Kini, setelah 33 tahun fenomena langka ini akan terjadi lagi pada tanggal 9 Maret 2016.Jangan sampai masyarakat Indonesia menyia-nyiakan Gerhana Matahari. Dan, tahun 2016 Indonesia sangat beruntung karena beberapa wilayahnya akan menjadi lintasan gerhana matahari total.

Lintasan gerhana matahari total 9 Maret 2016 mendatang akan menyapu sejumlah kota besar mulai dari Palembang, Palangkaraya, Balikpapan, Palu, sampai Ternate dan daerah lainnya di seluruh Indonesia.

Gerhana Matahari total akan terjadi pada pagi hari beberapa jam setelah matahari terbit, sehingga Matahari terlihat pada arah timur. Di Palembang, gerhana Matahari mulai berada pada fase total pada pukul 07.20 WIB.

Sedangkan di Ternate, Gerhana Matahari fase totalnya mulai terjadi pada pukul 09.51 WITA. Durasi fase totalnyapun kurang dari 3 menit, cukup singkat kan.

1983, Indonesia Alami Gerhana Matahari Total

Dikutip dari pemberitaan Kompas pada 16 Mei 1983, Presiden Soeharto mengeluarkan instruksi khusus untuk Menteri Penerangan Harmoko agar memberikan pemahaman kepada masyarakat akan bahaya itu.

Salah satu caranya adalah dengan membunyikan kentongan atau bunyi-bunyi lainnya pada saat gerhana untuk mengingatkan masyarakat agar tidak menatap matahari secara langsung.
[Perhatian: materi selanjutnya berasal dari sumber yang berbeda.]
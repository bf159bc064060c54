//! Bearer token generation and digests

use sha2::{Digest, Sha256};

/// Generate a fresh random bearer token.
///
/// UUID v4 strings carry 122 random bits drawn from the OS RNG.
pub fn generate_token() -> String {
    uuid::Uuid::new_v4().to_string()
}

/// SHA-256 of a raw bearer token, hex-encoded.
///
/// This is the value stored in `tokens.token_hash` and used for lookups.
pub fn hash_token(raw: &str) -> String {
    let mut hasher = Sha256::new();
    hasher.update(raw.as_bytes());
    hex::encode(hasher.finalize())
}

#[cfg(test)]
mod tests {
    use super::*;
    use std::collections::HashSet;

    #[test]
    fn generated_tokens_are_unique() {
        let tokens: HashSet<String> = (0..1000).map(|_| generate_token()).collect();
        assert_eq!(tokens.len(), 1000);
    }

    #[test]
    fn hash_is_stable_hex() {
        let digest = hash_token("abc");
        assert_eq!(
            digest,
            "ba7816bf8f01cfea414140de5dae2223b00361a396177a9cb410ff61f20015ad"
        );
        assert_eq!(hash_token("abc"), digest);
        assert_ne!(hash_token("abd"), digest);
    }
}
Setelah instruksi disampaikan langsung Presiden, jajaran kementerian mulai bergerak. Mereka menyampaikan pesan mengenai bahaya Gerhana Matahari total melalui TVRI dan RRI serta mendatangi media-media massa lain.

Instruksi Soeharto juga secara cepat menyebar ke pedesaan. Aparat desa mulai menyiapkan panitia pengamanan Gerhana Matahari total.

Sementara itu, tim penerangan yang dikoordinasi Departemen Penerangan berusaha menjangkau semua pedesaan di wilayah Sulawesi Tenggara untuk menyampaikan petunjuk menghadapi gerhana.

Dianjurkan agar beberapa jam menjelang Gerhana Matahari total dipukul kentongan dan beduk masjid sebagai tanda waktu untuk berada di rumah masing-masing. (Kompas, 31 Mei 1983)

No Responses

Leave a Reply

error: Content is protected !!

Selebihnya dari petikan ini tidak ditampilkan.